//! Template-to-action registry and dispatch.

use crate::actions::{DhwMode, HeatPumpAction, LoopMode, Regime};
use crate::error::RegistryError;
use crate::registers::HeatingLoop;
use crate::traits::RegisterAccess;
use command_matcher::{RecognizedAction, SlotValue};
use tracing::debug;

/// Slot name carrying the numeric value in parameterized templates.
const TEMPERATURE_SLOT: &str = "temperature";

/// Ordered mapping from command template to heat-pump action.
///
/// Built once at startup and injected wherever commands are dispatched.
/// The template strings double as the matcher catalog and as the
/// `action_id` keys resolved back here after recognition.
#[derive(Debug, Clone, Default)]
pub struct ActionRegistry {
    entries: Vec<(String, HeatPumpAction)>,
}

impl ActionRegistry {
    pub fn new() -> Self {
        Self::default()
    }

    /// Register one template. Templates whose fixed text collides with an
    /// earlier entry shadow it at match time, so keep fixed texts unique.
    pub fn register(&mut self, template: impl Into<String>, action: HeatPumpAction) {
        self.entries.push((template.into(), action));
    }

    /// Template strings in registration order, the matcher catalog.
    pub fn templates(&self) -> Vec<String> {
        self.entries.iter().map(|(t, _)| t.clone()).collect()
    }

    pub fn len(&self) -> usize {
        self.entries.len()
    }

    pub fn is_empty(&self) -> bool {
        self.entries.is_empty()
    }

    /// Look up the action registered for a recognized `action_id`.
    pub fn resolve(&self, action_id: &str) -> Option<HeatPumpAction> {
        self.entries
            .iter()
            .find(|(template, _)| template == action_id)
            .map(|(_, action)| *action)
    }

    /// Execute the action behind a recognition result.
    pub async fn dispatch(
        &self,
        recognized: &RecognizedAction,
        registers: &dyn RegisterAccess,
    ) -> Result<String, RegistryError> {
        let action = self
            .resolve(&recognized.action_id)
            .ok_or_else(|| RegistryError::UnknownAction(recognized.action_id.clone()))?;

        let parameter = recognized
            .parameters
            .get(TEMPERATURE_SLOT)
            .and_then(SlotValue::as_number)
            .map(|n| n as f64);

        if action.needs_parameter() && parameter.is_none() {
            return Err(RegistryError::MissingParameter {
                action: recognized.action_id.clone(),
                slot: TEMPERATURE_SLOT.to_string(),
            });
        }

        debug!(?action, ?parameter, "dispatching recognized command");
        action.execute(registers, parameter).await
    }

    /// The Slovene command set understood by the voice agent.
    pub fn slovene_default() -> Self {
        let mut registry = Self::new();

        registry.register("Ali je sistem vklopljen", HeatPumpAction::GetSystemStatus);
        registry.register("Ali je sistem izklopljen", HeatPumpAction::GetSystemStatus);
        registry.register("Kakšno je stanje sistema", HeatPumpAction::GetSystemStatus);

        registry.register("Vklopi sistem", HeatPumpAction::TurnSystemOn);
        registry.register(
            "Vklopi toplotno črpalko in ogrevalne kroge",
            HeatPumpAction::TurnSystemOn,
        );
        registry.register("Izklopi sistem", HeatPumpAction::TurnSystemOff);
        registry.register(
            "Izklopi toplotno črpalko in ogrevalne kroge",
            HeatPumpAction::TurnSystemOff,
        );

        registry.register("Kakšna funkcija se izvaja", HeatPumpAction::GetOperatingMode);
        registry.register(
            "Kakšna funkcija delovanja se izvaja",
            HeatPumpAction::GetOperatingMode,
        );
        registry.register(
            "Kakšen je trenuten režim delovanja",
            HeatPumpAction::GetOperationRegime,
        );
        registry.register("Kakšen je režim delovanja", HeatPumpAction::GetOperationRegime);
        registry.register("Kakšen je trenuten program", HeatPumpAction::GetProgramMode);
        registry.register("Kakšen je program delovanja", HeatPumpAction::GetProgramMode);

        registry.register(
            "Ali je rezervni vir vklopljen",
            HeatPumpAction::GetReserveSourceStatus,
        );
        registry.register(
            "Kakšen je status rezervnega vira",
            HeatPumpAction::GetReserveSourceStatus,
        );
        registry.register(
            "Ali je alternativni vir vklopljen",
            HeatPumpAction::GetAlternativeSourceStatus,
        );
        registry.register(
            "Kakšen je status alternativnega vira",
            HeatPumpAction::GetAlternativeSourceStatus,
        );
        registry.register(
            "Kakšen je status odtaljevanja",
            HeatPumpAction::GetDefrostStatus,
        );
        registry.register("Ali se odtaljevanje izvaja", HeatPumpAction::GetDefrostStatus);

        for (regime, name) in [
            (Regime::Normal, "normalen"),
            (Regime::Eco, "ECO"),
            (Regime::Com, "COM"),
        ] {
            registry.register(format!("Nastavi {name} režim"), HeatPumpAction::SetRegime(regime));
            registry.register(format!("Vklopi {name} režim"), HeatPumpAction::SetRegime(regime));
            registry.register(
                format!("Nastavi režim na {name} način"),
                HeatPumpAction::SetRegime(regime),
            );
        }

        registry.register(
            "Kakšna je trenutna obremenitev toplotne črpalke",
            HeatPumpAction::GetHeatPumpLoad,
        );
        registry.register("Kakšna je zunanja temperatura", HeatPumpAction::GetOutsideTemp);

        registry.register(
            "Nastavi temperaturo sanitarne vode na <temperature> stopinj",
            HeatPumpAction::SetDhwTargetTemp,
        );
        registry.register(
            "Nastavi želeno temperaturo sanitarne vode na <temperature> stopinj",
            HeatPumpAction::SetDhwTargetTemp,
        );
        registry.register(
            "Segrej sanitarno vodo na <temperature> stopinj",
            HeatPumpAction::SetDhwTargetTemp,
        );
        registry.register(
            "Kakšna je trenutna želena temperatura sanitarne vode",
            HeatPumpAction::GetDhwTargetTemp,
        );
        registry.register(
            "Kakšna je temperatura sanitarne vode",
            HeatPumpAction::GetDhwTemp,
        );
        registry.register(
            "Vklopi hitro segrevanje sanitarne vode",
            HeatPumpAction::EnableDhwQuickHeat,
        );
        registry.register(
            "Izklopi hitro segrevanje sanitarne vode",
            HeatPumpAction::DisableDhwQuickHeat,
        );
        registry.register(
            "Ali je hitro segrevanje sanitarne vode vklopljeno",
            HeatPumpAction::GetDhwQuickHeatStatus,
        );
        registry.register(
            "Kakšen je status hitrega segrevanja sanitarne vode",
            HeatPumpAction::GetDhwQuickHeatStatus,
        );
        registry.register(
            "Izklopi segrevanje sanitarne vode",
            HeatPumpAction::SetDhwMode(DhwMode::Disabled),
        );
        registry.register(
            "Nastavi normalen režim sanitarne vode",
            HeatPumpAction::SetDhwMode(DhwMode::Normal),
        );
        registry.register(
            "Nastavi režim sanitarne vode po urniku",
            HeatPumpAction::SetDhwMode(DhwMode::Schedule),
        );
        registry.register(
            "Kakšen je trenuten način delovanja sanitarne vode po urniku",
            HeatPumpAction::GetDhwScheduleMode,
        );

        for lp in HeatingLoop::ALL {
            let numeral = lp.numeral();
            let genitive = lp.ordinal_genitive();
            let ordinal = lp.ordinal();
            let locative = lp.ordinal_locative();

            registry.register(
                format!("Nastavi temperaturo prostora {numeral} na <temperature> stopinj"),
                HeatPumpAction::SetLoopRoomTargetTemp(lp),
            );
            registry.register(
                format!("Nastavi želeno temperaturo prostora {genitive} kroga na <temperature> stopinj"),
                HeatPumpAction::SetLoopRoomTargetTemp(lp),
            );
            registry.register(
                format!("Kakšna je trenutna želena temperatura prostora {numeral}"),
                HeatPumpAction::GetLoopRoomTargetTemp(lp),
            );
            registry.register(
                format!("Kakšna je trenutna želena temperatura prostora {genitive} kroga"),
                HeatPumpAction::GetLoopRoomTargetTemp(lp),
            );
            registry.register(
                format!("Izklopi {ordinal} ogrevalni krog"),
                HeatPumpAction::SetLoopMode(lp, LoopMode::Disabled),
            );
            registry.register(
                format!("Izklopi ogrevalni krog {numeral}"),
                HeatPumpAction::SetLoopMode(lp, LoopMode::Disabled),
            );
            registry.register(
                format!("Nastavi delovanje {genitive} ogrevalnega kroga na normalni režim"),
                HeatPumpAction::SetLoopMode(lp, LoopMode::Normal),
            );
            registry.register(
                format!("Vklopi normalni režim na {locative} ogrevalnem krogu"),
                HeatPumpAction::SetLoopMode(lp, LoopMode::Normal),
            );
            registry.register(
                format!("Nastavi delovanje {genitive} ogrevalnega kroga na delovanje po urniku"),
                HeatPumpAction::SetLoopMode(lp, LoopMode::Schedule),
            );
            registry.register(
                format!("Vklopi delovanje po urniku na {locative} ogrevalnem krogu"),
                HeatPumpAction::SetLoopMode(lp, LoopMode::Schedule),
            );
            registry.register(
                format!("Kakšen je status delovanja {genitive} ogrevalnega kroga"),
                HeatPumpAction::GetLoopMode(lp),
            );
            registry.register(
                format!("Kakšna je temperatura {genitive} ogrevalnega kroga"),
                HeatPumpAction::GetLoopTemp(lp),
            );
        }

        registry
    }
}

#[cfg(all(test, feature = "mock"))]
mod tests {
    use super::*;
    use crate::mock::MockRegisters;
    use crate::registers::RegisterAddress;
    use command_matcher::CommandMatcher;
    use std::collections::HashMap;

    #[test]
    fn default_catalog_compiles_into_a_matcher() {
        let registry = ActionRegistry::slovene_default();
        assert!(!registry.is_empty());
        let matcher = CommandMatcher::new(registry.templates()).expect("catalog compiles");
        assert_eq!(matcher.len(), registry.len());
    }

    #[test]
    fn default_catalog_fixed_texts_are_unique() {
        use command_matcher::CommandTemplate;
        let registry = ActionRegistry::slovene_default();
        let mut seen = std::collections::HashSet::new();
        for template in registry.templates() {
            let compiled = CommandTemplate::compile(&template).expect("compiles");
            assert!(
                seen.insert(compiled.fixed_text.clone()),
                "fixed text collision: '{}'",
                compiled.fixed_text
            );
        }
    }

    #[tokio::test]
    async fn recognized_command_dispatches_to_the_pump() {
        let registry = ActionRegistry::slovene_default();
        let matcher = CommandMatcher::new(registry.templates()).expect("catalog compiles");
        let regs = MockRegisters::new();

        let recognized = matcher.recognize("vklopi sistem").expect("recognized");
        let response = registry.dispatch(&recognized, &regs).await.expect("dispatched");
        assert_eq!(response, "Vklop sistema uspešen.");
        assert_eq!(regs.get(RegisterAddress::SYSTEM_ON), Some(1));
    }

    #[tokio::test]
    async fn spoken_temperature_reaches_the_register() {
        let registry = ActionRegistry::slovene_default();
        let matcher = CommandMatcher::new(registry.templates()).expect("catalog compiles");
        let regs = MockRegisters::new();

        let recognized = matcher
            .recognize("nastavi temperaturo sanitarne vode na petinštirideset stopinj")
            .expect("recognized");
        assert_eq!(
            recognized.action_id,
            "Nastavi temperaturo sanitarne vode na <temperature> stopinj"
        );

        let response = registry.dispatch(&recognized, &regs).await.expect("dispatched");
        assert_eq!(
            response,
            "Želena temperatura sanitarne vode nastavljena na 45 stopinj."
        );
        assert_eq!(regs.get(RegisterAddress::DHW_TARGET_TEMP), Some(450));
    }

    #[tokio::test]
    async fn loop_temperature_command_addresses_the_right_loop() {
        let registry = ActionRegistry::slovene_default();
        let matcher = CommandMatcher::new(registry.templates()).expect("catalog compiles");
        let regs = MockRegisters::new();

        let recognized = matcher
            .recognize("nastavi temperaturo prostora ena na dvaindvajset stopinj")
            .expect("recognized");
        let response = registry.dispatch(&recognized, &regs).await.expect("dispatched");
        assert_eq!(
            response,
            "Želena temperatura prostora prvega kroga nastavljena na 22 stopinj."
        );
        assert_eq!(regs.get(HeatingLoop::One.target_room_temp()), Some(220));
    }

    #[tokio::test]
    async fn unknown_action_id_is_rejected() {
        let registry = ActionRegistry::slovene_default();
        let regs = MockRegisters::new();
        let recognized = RecognizedAction {
            action_id: "Naredi kavo".to_string(),
            parameters: HashMap::new(),
        };
        let err = registry.dispatch(&recognized, &regs).await.unwrap_err();
        assert_eq!(err, RegistryError::UnknownAction("Naredi kavo".to_string()));
    }

    #[tokio::test]
    async fn set_action_without_numeric_slot_is_rejected() {
        let registry = ActionRegistry::slovene_default();
        let regs = MockRegisters::new();
        let mut parameters = HashMap::new();
        parameters.insert(
            "temperature".to_string(),
            SlotValue::Text("zelo toplo".to_string()),
        );
        let recognized = RecognizedAction {
            action_id: "Segrej sanitarno vodo na <temperature> stopinj".to_string(),
            parameters,
        };
        let err = registry.dispatch(&recognized, &regs).await.unwrap_err();
        assert!(matches!(err, RegistryError::MissingParameter { .. }));
    }
}
//! Command template compilation.
//!
//! Catalog authors write templates as literal Slovene text with `<name>`
//! slots, e.g. `"Nastavi temperaturo na <temperature> stopinj"`. Compiling
//! produces the fixed text used for fuzzy scoring and an anchored pattern
//! used for slot extraction.

use crate::error::TemplateError;
use regex::Regex;
use std::sync::OnceLock;

fn slot_regex() -> &'static Regex {
    static RE: OnceLock<Regex> = OnceLock::new();
    RE.get_or_init(|| Regex::new(r"<(\w+)>").expect("Invalid regex pattern - this is a bug"))
}

/// A catalog command compiled for matching.
#[derive(Debug, Clone)]
pub struct CommandTemplate {
    /// The human-authored template, also the catalog key.
    pub template: String,
    /// Slot names in order of appearance.
    pub slot_names: Vec<String>,
    /// Template text with slots removed, lower-cased, whitespace
    /// normalized. Used only for similarity scoring.
    pub fixed_text: String,
    pattern: Regex,
}

impl CommandTemplate {
    /// Compile a template string.
    ///
    /// Literal text is escaped, single spaces match any whitespace run and
    /// each `<name>` becomes a named non-greedy capture of word characters,
    /// Slovene letters and spaces. Fails only when the synthesized pattern
    /// is invalid, which takes a malformed template such as a repeated
    /// slot name.
    pub fn compile(template: &str) -> Result<Self, TemplateError> {
        let slot_names: Vec<String> = slot_regex()
            .captures_iter(template)
            .map(|c| c[1].to_string())
            .collect();

        let without_slots = slot_regex().replace_all(template, "");
        let fixed_text = without_slots
            .to_lowercase()
            .split_whitespace()
            .collect::<Vec<_>>()
            .join(" ");

        let mut pat = regex::escape(&template.to_lowercase()).replace(' ', r"\s+");
        for name in &slot_names {
            let placeholder = regex::escape(&format!("<{name}>"));
            let group = format!(r"(?P<{name}>[\wčšž\s]+?)");
            pat = pat.replace(&placeholder, &group);
        }

        let pattern = Regex::new(&format!("(?i)^{pat}$")).map_err(|err| TemplateError {
            template: template.to_string(),
            reason: err.to_string(),
        })?;

        Ok(Self {
            template: template.to_string(),
            slot_names,
            fixed_text,
            pattern,
        })
    }

    /// Run the extraction pattern against normalized utterance text.
    pub fn captures<'t>(&self, text: &'t str) -> Option<regex::Captures<'t>> {
        self.pattern.captures(text)
    }
}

····················

Reproduce every line of the entries above, unchanged, from the very first one down to and including the line containing "fixed texts unique.".

# OUTPUT OF THE EXERCISE:
//! Template-to-action registry and dispatch.

use crate::actions::{DhwMode, HeatPumpAction, LoopMode, Regime};
use crate::error::RegistryError;
use crate::registers::HeatingLoop;
use crate::traits::RegisterAccess;
use command_matcher::{RecognizedAction, SlotValue};
use tracing::debug;

/// Slot name carrying the numeric value in parameterized templates.
const TEMPERATURE_SLOT: &str = "temperature";

/// Ordered mapping from command template to heat-pump action.
///
/// Built once at startup and injected wherever commands are dispatched.
/// The template strings double as the matcher catalog and as the
/// `action_id` keys resolved back here after recognition.
#[derive(Debug, Clone, Default)]
pub struct ActionRegistry {
    entries: Vec<(String, HeatPumpAction)>,
}

impl ActionRegistry {
    pub fn new() -> Self {
        Self::default()
    }

    /// Register one template. Templates whose fixed text collides with an
    /// earlier entry shadow it at match time, so keep fixed texts unique.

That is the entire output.